Pregnant Pause

Please bear in mind that I’m not recommending this — but we’ve heard of an effective way to avoid going to trial: pregnancy. If all else fails, get your client pregnant and ask for a delay.

In case you missed it, the trial of Elizabeth Holmes, the entrepreneur accused of selling a fake blood test product, is apparently going to be delayed because the defendant is pregnant. The news stories contain no information about how or why this happened or with whom it happened. You’d think TMZ would be on top of this, but so far no reports. Shouldn’t Oprah be on the case?

This seems pretty suspicious to me but, then, I’m a professional cynic. Tactical pregnancy seems like a reasonable concept to me and it probably shouldn’t.

If this is a tactic that becomes commonplace, I recognize the equal rights issue. If women can get pregnancy delays, why can’t men? OK, I do know the answer to that question, but in the working world, you may be able to get paternity leave. I can envision class actions if there are denials of paternity trial delays.

What if you’re a lawyer representing a client who needs a trial delay? Should you advise pregnancy? If so, how do you get the client (or the client’s brand-new partner) pregnant? Does it matter if the pregnancy results from a timely sperm donation?
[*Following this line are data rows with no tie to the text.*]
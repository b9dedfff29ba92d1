//! Range-aware media streaming
//!
//! [`RangeStreamer::serve`] resolves a file in the [`MediaStore`], works out
//! which bytes to send, and returns a [`MediaResponse`] whose body is read
//! lazily from the store in chunks of at most `chunk_size` bytes. Nothing
//! beyond one chunk is ever held in memory, and dropping the body (client
//! went away) simply stops the reads.

use std::io::SeekFrom;
use std::sync::Arc;

use axum::body::Body;
use axum::http::{header, HeaderValue, StatusCode};
use axum::response::{IntoResponse, Response};
use tokio::io::{AsyncReadExt, AsyncSeekExt, Take};
use tokio_util::io::ReaderStream;

use crate::error::{Error, Result};

use super::range::{ByteRange, RangeSpec};
use super::store::{MediaFile, MediaSource, MediaStore};

/// Default read chunk size (1 MiB)
pub const DEFAULT_CHUNK_SIZE: usize = 1024 * 1024;

/// Lazily-read body of a media response
pub type ChunkStream = ReaderStream<Take<Box<dyn MediaSource>>>;

/// Serves stored media with byte-range support
#[derive(Clone)]
pub struct RangeStreamer {
    store: Arc<dyn MediaStore>,
    chunk_size: usize,
}

impl RangeStreamer {
    /// Create a streamer over `store` with the default chunk size
    pub fn new(store: Arc<dyn MediaStore>) -> Self {
        Self::with_chunk_size(store, DEFAULT_CHUNK_SIZE)
    }

    /// Create a streamer with a custom chunk size
    pub fn with_chunk_size(store: Arc<dyn MediaStore>, chunk_size: usize) -> Self {
        Self {
            store,
            chunk_size: chunk_size.max(1),
        }
    }

    /// The backing store
    pub fn store(&self) -> &Arc<dyn MediaStore> {
        &self.store
    }

    /// Maximum bytes per body chunk
    pub fn chunk_size(&self) -> usize {
        self.chunk_size
    }

    /// Serve `filename`, honoring an optional `Range` header value
    ///
    /// A range header that does not parse is ignored and the full file is
    /// served with 200. A range that parses but lies outside the file fails
    /// with [`Error::RangeNotSatisfiable`].
    pub async fn serve(&self, filename: &str, range_header: Option<&str>) -> Result<MediaResponse> {
        let mut file = self
            .store
            .lookup(filename)
            .await?
            .ok_or_else(|| Error::NotFound(filename.to_string()))?;

        // Lengths come from the open handle, which may differ from the lookup
        let mut source = self.store.open(&file).await?;
        let size = source.seek(SeekFrom::End(0)).await?;
        if size != file.size {
            tracing::debug!(file = %file.name, listed = file.size, actual = size, "File size changed since lookup");
            file.size = size;
        }

        let range = match range_header.map(|h| (h, RangeSpec::parse(h))) {
            Some((_, Some(spec))) => Some(spec.resolve(file.size)?),
            Some((raw, None)) => {
                tracing::debug!(file = %file.name, range = raw, "Unparseable range, serving full file");
                None
            }
            None => None,
        };

        let (offset, length) = match range {
            Some(r) => (r.start, r.len()),
            None => (0, file.size),
        };

        source.seek(SeekFrom::Start(offset)).await?;
        let body = ReaderStream::with_capacity(source.take(length), self.chunk_size);

        tracing::debug!(
            file = %file.name,
            size = file.size,
            offset = offset,
            length = length,
            partial = range.is_some(),
            "Serving media"
        );

        Ok(MediaResponse { file, range, body })
    }
}

/// A resolved media response, ready to be turned into HTTP
pub struct MediaResponse {
    /// The file being served
    pub file: MediaFile,
    /// The byte range being served, `None` for the whole file
    pub range: Option<ByteRange>,
    /// Lazily-read body
    pub body: ChunkStream,
}

impl MediaResponse {
    /// 206 for a ranged response, 200 otherwise
    pub fn status(&self) -> StatusCode {
        if self.range.is_some() {
            StatusCode::PARTIAL_CONTENT
        } else {
            StatusCode::OK
        }
    }

    /// Number of body bytes
    pub fn content_length(&self) -> u64 {
        self.range.map_or(self.file.size, |r| r.len())
    }

    /// `Content-Range` header value for ranged responses
    pub fn content_range(&self) -> Option<String> {
        self.range.map(|r| r.content_range(self.file.size))
    }
}

impl std::fmt::Debug for MediaResponse {
    fn fmt(&self, f: &mut std::fmt::Formatter<'_>) -> std::fmt::Result {
        f.debug_struct("MediaResponse")
            .field("file", &self.file)
            .field("range", &self.range)
            .finish_non_exhaustive()
    }
}

impl IntoResponse for MediaResponse {
    fn into_response(self) -> Response {
        let status = self.status();
        let content_length = self.content_length();
        let content_range = self.content_range();

        let mut response = Response::new(Body::from_stream(self.body));
        *response.status_mut() = status;

        let headers = response.headers_mut();
        headers.insert(
            header::CONTENT_TYPE,
            HeaderValue::from_static(self.file.content_type),
        );
        headers.insert(header::ACCEPT_RANGES, HeaderValue::from_static("bytes"));
        headers.insert(header::CONTENT_LENGTH, HeaderValue::from(content_length));
        if let Some(value) = content_range.and_then(|v| HeaderValue::from_str(&v).ok()) {
            headers.insert(header::CONTENT_RANGE, value);
        }

        response
    }
}

#[cfg(test)]
mod tests {
    use std::io::Cursor;
    use std::pin::Pin;
    use std::sync::atomic::{AtomicUsize, Ordering};
    use std::task::{Context, Poll};

    use async_trait::async_trait;
    use futures::StreamExt;
    use tokio::io::{AsyncRead, AsyncSeek, ReadBuf};

    use super::*;
    use crate::media::FsMediaStore;

    /// In-memory source that counts the bytes handed out by reads
    struct CountingSource {
        inner: Cursor<Vec<u8>>,
        bytes_read: Arc<AtomicUsize>,
    }

    impl AsyncRead for CountingSource {
        fn poll_read(
            mut self: Pin<&mut Self>,
            cx: &mut Context<'_>,
            buf: &mut ReadBuf<'_>,
        ) -> Poll<std::io::Result<()>> {
            let before = buf.filled().len();
            let poll = Pin::new(&mut self.inner).poll_read(cx, buf);
            if let Poll::Ready(Ok(())) = poll {
                self.bytes_read
                    .fetch_add(buf.filled().len() - before, Ordering::SeqCst);
            }
            poll
        }
    }

    impl AsyncSeek for CountingSource {
        fn start_seek(mut self: Pin<&mut Self>, position: SeekFrom) -> std::io::Result<()> {
            Pin::new(&mut self.inner).start_seek(position)
        }

        fn poll_complete(mut self: Pin<&mut Self>, cx: &mut Context<'_>) -> Poll<std::io::Result<u64>> {
            Pin::new(&mut self.inner).poll_complete(cx)
        }
    }

    /// Single-file store whose lookup reports `listed_size`
    struct MemoryStore {
        data: Vec<u8>,
        listed_size: u64,
        bytes_read: Arc<AtomicUsize>,
    }

    impl MemoryStore {
        fn new(data: Vec<u8>, listed_size: u64) -> (Self, Arc<AtomicUsize>) {
            let bytes_read = Arc::new(AtomicUsize::new(0));
            let store = Self {
                data,
                listed_size,
                bytes_read: Arc::clone(&bytes_read),
            };
            (store, bytes_read)
        }
    }

    #[async_trait]
    impl MediaStore for MemoryStore {
        async fn lookup(&self, name: &str) -> Result<Option<MediaFile>> {
            Ok((name == "clip.mp4").then(|| MediaFile::new(name, self.listed_size)))
        }

        async fn open(&self, _file: &MediaFile) -> Result<Box<dyn MediaSource>> {
            Ok(Box::new(CountingSource {
                inner: Cursor::new(self.data.clone()),
                bytes_read: Arc::clone(&self.bytes_read),
            }))
        }

        async fn list(&self) -> Result<Vec<MediaFile>> {
            Ok(vec![MediaFile::new("clip.mp4", self.listed_size)])
        }
    }

    fn pattern(len: usize) -> Vec<u8> {
        (0..len).map(|i| (i % 251) as u8).collect()
    }

    fn streamer_with(name: &str, data: &[u8], chunk_size: usize) -> (tempfile::TempDir, RangeStreamer) {
        let dir = tempfile::tempdir().unwrap();
        std::fs::write(dir.path().join(name), data).unwrap();
        let store: Arc<dyn MediaStore> = Arc::new(FsMediaStore::new(dir.path()));
        (dir, RangeStreamer::with_chunk_size(store, chunk_size))
    }

    async fn collect(mut body: ChunkStream) -> (Vec<u8>, Vec<usize>) {
        let mut data = Vec::new();
        let mut sizes = Vec::new();
        while let Some(chunk) = body.next().await {
            let chunk = chunk.unwrap();
            sizes.push(chunk.len());
            data.extend_from_slice(&chunk);
        }
        (data, sizes)
    }

    #[tokio::test]
    async fn test_full_file_without_range() {
        let data = pattern(5000);
        let (_dir, streamer) = streamer_with("clip.mp4", &data, 1024);

        let response = streamer.serve("clip.mp4", None).await.unwrap();

        assert_eq!(response.status(), StatusCode::OK);
        assert_eq!(response.content_length(), 5000);
        assert!(response.content_range().is_none());
        let (body, _) = collect(response.body).await;
        assert_eq!(body, data);
    }

    #[tokio::test]
    async fn test_partial_range() {
        let data = pattern(5000);
        let (_dir, streamer) = streamer_with("clip.mp4", &data, 1024);

        let response = streamer
            .serve("clip.mp4", Some("bytes=1000-1999"))
            .await
            .unwrap();

        assert_eq!(response.status(), StatusCode::PARTIAL_CONTENT);
        assert_eq!(response.content_length(), 1000);
        assert_eq!(response.content_range().unwrap(), "bytes 1000-1999/5000");
        let (body, _) = collect(response.body).await;
        assert_eq!(body, &data[1000..2000]);
    }

    #[tokio::test]
    async fn test_open_ended_range() {
        let data = pattern(300);
        let (_dir, streamer) = streamer_with("a.mp3", &data, 64);

        let response = streamer.serve("a.mp3", Some("bytes=250-")).await.unwrap();

        assert_eq!(response.content_range().unwrap(), "bytes 250-299/300");
        let (body, _) = collect(response.body).await;
        assert_eq!(body, &data[250..]);
    }

    #[tokio::test]
    async fn test_chunks_are_bounded() {
        let data = pattern(10_000);
        let (_dir, streamer) = streamer_with("big.webm", &data, 1024);

        let response = streamer.serve("big.webm", Some("bytes=100-")).await.unwrap();
        let (body, sizes) = collect(response.body).await;

        assert_eq!(body, &data[100..]);
        assert!(sizes.len() >= 10);
        assert!(sizes.iter().all(|&s| s > 0 && s <= 1024));
    }

    #[tokio::test]
    async fn test_garbage_range_falls_back_to_full_file() {
        let data = pattern(100);
        let (_dir, streamer) = streamer_with("clip.mp4", &data, 1024);

        let response = streamer.serve("clip.mp4", Some("bytes=oops")).await.unwrap();

        assert_eq!(response.status(), StatusCode::OK);
        assert_eq!(response.content_length(), 100);
    }

    #[tokio::test]
    async fn test_missing_file() {
        let (_dir, streamer) = streamer_with("clip.mp4", b"x", 1024);

        let err = streamer.serve("other.mp4", None).await.unwrap_err();
        assert!(matches!(err, Error::NotFound(name) if name == "other.mp4"));
    }

    #[tokio::test]
    async fn test_start_past_end_is_unsatisfiable() {
        let (_dir, streamer) = streamer_with("clip.mp4", &pattern(100), 1024);

        let err = streamer.serve("clip.mp4", Some("bytes=100-")).await.unwrap_err();
        assert!(matches!(err, Error::RangeNotSatisfiable { size: 100 }));
    }

    #[tokio::test]
    async fn test_body_is_lazy_and_abandoned_on_drop() {
        const CHUNK: usize = 512;
        let data = pattern(8 * CHUNK);
        let (store, bytes_read) = MemoryStore::new(data.clone(), data.len() as u64);
        let streamer = RangeStreamer::with_chunk_size(Arc::new(store), CHUNK);

        let mut body = streamer.serve("clip.mp4", None).await.unwrap().body;
        assert_eq!(bytes_read.load(Ordering::SeqCst), 0);

        let first = body.next().await.unwrap().unwrap();
        assert_eq!(&first[..], &data[..first.len()]);
        let after_first = bytes_read.load(Ordering::SeqCst);
        assert_eq!(after_first, first.len());
        assert!(after_first <= 2 * CHUNK);

        drop(body);
        tokio::task::yield_now().await;
        assert_eq!(bytes_read.load(Ordering::SeqCst), after_first);
    }

    #[tokio::test]
    async fn test_lengths_follow_opened_source() {
        let data = pattern(4096);
        let (store, _) = MemoryStore::new(data.clone(), 10_000);
        let streamer = RangeStreamer::with_chunk_size(Arc::new(store), 1024);

        let response = streamer.serve("clip.mp4", Some("bytes=0-")).await.unwrap();

        assert_eq!(response.file.size, 4096);
        assert_eq!(response.content_length(), 4096);
        assert_eq!(response.content_range().unwrap(), "bytes 0-4095/4096");
        let (body, _) = collect(response.body).await;
        assert_eq!(body, data);
    }

    #[tokio::test]
    async fn test_into_response_headers() {
        let (_dir, streamer) = streamer_with("clip.mp4", &pattern(50), 1024);

        let response = streamer
            .serve("clip.mp4", Some("bytes=10-19"))
            .await
            .unwrap()
            .into_response();

        assert_eq!(response.status(), StatusCode::PARTIAL_CONTENT);
        let headers = response.headers();
        assert_eq!(headers[header::CONTENT_TYPE], "video/mp4");
        assert_eq!(headers[header::ACCEPT_RANGES], "bytes");
        assert_eq!(headers[header::CONTENT_LENGTH], "10");
        assert_eq!(headers[header::CONTENT_RANGE], "bytes 10-19/50");
    }
}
If a court finds a pregnancy was intentional for the purpose of delay, does it matter? The defendant is still pregnant. Maybe jail for contempt can be postponed until the kid goes to college.

But all of the above questions are irrelevant because it makes no sense to delay a trial for pregnancy. Pregnant women are perfectly capable of doing all kinds of stuff — work, pose for Instagram, make objections. I’ve seen these things happen. A trial should be no problem.

The real problems come after birth. Think diapers and breastfeeding in court, and a defendant who can barely stay awake.

We’re going to end up with a precedent for really speedy trials for pregnant defendants.

Reading challenge. Those of you who were seriously annoyed by a U.S. senator who insisted that the 628-page Covid relief bill be read in full out loud for no readily apparent reason before it could be voted on should take heart — things could be worse.

You could, for example, have to sit in on the Colorado Legislature where every bill, no matter how long, has to be read at length on two different days in each house unless there is unanimous consent to skip the drama.

I learned this last week because the Colorado Supreme Court had to issue a ruling — presumably not out loud — on the way those bills can be read. “The question before us,” said the ruling, “is whether uploading a bill to multiple computers and using automated software to simultaneously give voice to different portions of the bill at a speed of about 650 words per minute complies with the reading requirement.”

You may now pause to consider the maturity level of people on both sides of this issue.

In case you’re wondering what sparked the lawsuit, it was, naturally one guy, a state senator, deciding he’d enjoy being hated. The bill was 2,023 pages long — a recodification of the state’s “Professions and Occupations” law.

Senate staffers spent about three and a half hours reading the thing before the Senate secretary, probably on the brink of insanity, called in the computers.

The court ruled against the talking computers because, apparently, no one could understand what they were saying. Not everyone is fluent in ones and zeroes. The court declined to decide, however, just exactly how proposed Colorado laws should be read (by humans or otherwise).

Expect a lot of creativity and litigation over this in the years to come. Any judge hearing these cases should require that all briefs be read aloud in court.